▶ **TASK ITEM**
Up to and including the line with "repository 45fa245c7e2eec6d", please reproduce the lines below exactly, beginning with the first.

+++++

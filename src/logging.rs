use std::fs::{File, OpenOptions};
use std::path::Path;
use std::sync::Mutex;
use tracing_subscriber::EnvFilter;

pub const LOG_ENV: &str = "RFOCUS_LOG";
pub const LOG_FILE: &str = "rfocus.log";

/// Installs the global subscriber, writing to `<dir>/rfocus.log`.
///
/// The terminal belongs to the UI, so nothing is written to stdout. Returns
/// an error string when the file cannot be opened or a subscriber is already
/// installed; the caller keeps running without logs.
pub fn init_logging(level: &str, dir: &Path) -> Result<(), String> {
    let filter = EnvFilter::try_from_env(LOG_ENV)
        .or_else(|_| EnvFilter::try_new(level))
        .map_err(|err| format!("invalid log level `{level}`: {err}"))?;

    let file = open_log_file(dir)?;
    let subscriber = tracing_subscriber::fmt()
        .with_env_filter(filter)
        .with_ansi(false)
        .with_target(true)
        .with_writer(Mutex::new(file))
        .finish();

    tracing::subscriber::set_global_default(subscriber)
        .map_err(|err| format!("logging already initialized: {err}"))
}

fn open_log_file(dir: &Path) -> Result<File, String> {
    std::fs::create_dir_all(dir)
        .map_err(|err| format!("failed to create log directory `{}`: {err}", dir.display()))?;
    let path = dir.join(LOG_FILE);
    OpenOptions::new()
        .create(true)
        .append(true)
        .open(&path)
        .map_err(|err| format!("failed to open `{}`: {err}", path.display()))
}
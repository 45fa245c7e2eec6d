use super::{AudioPreference, SessionRecord};
use crate::settings::SessionSettings;
use std::sync::{Mutex, MutexGuard};
use tracing::debug;

#[derive(Default)]
struct DemoState {
    settings: SessionSettings,
    streak: u32,
    audio: AudioPreference,
}

/// In-memory gateway used when the remote store is unavailable.
///
/// Edits are kept for the lifetime of this instance only; a fresh instance
/// (a reload) starts from the built-in defaults again.
#[derive(Default)]
pub struct DemoGateway {
    state: Mutex<DemoState>,
}

impl DemoGateway {
    pub fn new() -> Self {
        Self::default()
    }

    fn lock(&self) -> MutexGuard<'_, DemoState> {
        self.state.lock().unwrap_or_else(|poisoned| poisoned.into_inner())
    }

    pub(super) fn settings(&self) -> SessionSettings {
        self.lock().settings.clone()
    }

    pub(super) fn set_settings(&self, settings: SessionSettings) {
        self.lock().settings = settings;
    }

    pub(super) fn streak(&self) -> u32 {
        self.lock().streak
    }

    pub(super) fn skip_session(&self, record: &SessionRecord) {
        debug!(
            event = "session_record_skipped",
            mode = %record.mode,
            duration_minutes = record.duration_minutes
        );
    }

    pub(super) fn audio_preference(&self) -> AudioPreference {
        self.lock().audio.clone()
    }

    pub(super) fn set_audio_preference(&self, pref: AudioPreference) {
        self.lock().audio = pref;
    }
}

+++++

▶ **RESPONSE TO THE EXERCISE**
filename src/logging.rs
use std::fs::{File, OpenOptions};
use std::path::Path;
use std::sync::Mutex;
use tracing_subscriber::EnvFilter;

pub const LOG_ENV: &str = "RFOCUS_LOG";
pub const LOG_FILE: &str = "rfocus.log";

/// Installs the global subscriber, writing to `<dir>/rfocus.log`.
///
/// The terminal belongs to the UI, so nothing is written to stdout. Returns
/// an error string when the file cannot be opened or a subscriber is already
/// installed; the caller keeps running without logs.
pub fn init_logging(level: &str, dir: &Path) -> Result<(), String> {
    let filter = EnvFilter::try_from_env(LOG_ENV)
        .or_else(|_| EnvFilter::try_new(level))
        .map_err(|err| format!("invalid log level `{level}`: {err}"))?;

    let file = open_log_file(dir)?;
    let subscriber = tracing_subscriber::fmt()
        .with_env_filter(filter)
        .with_ansi(false)
        .with_target(true)
        .with_writer(Mutex::new(file))
        .finish();

    tracing::subscriber::set_global_default(subscriber)
        .map_err(|err| format!("logging already initialized: {err}"))
}

fn open_log_file(dir: &Path) -> Result<File, String> {
    std::fs::create_dir_all(dir)
        .map_err(|err| format!("failed to create log directory `{}`: {err}", dir.display()))?;
    let path = dir.join(LOG_FILE);
    OpenOptions::new()
        .create(true)
        .append(true)
        .open(&path)
        .map_err(|err| format!("failed to open `{}`: {err}", path.display()))
}
repository 45fa245c7e2eec6d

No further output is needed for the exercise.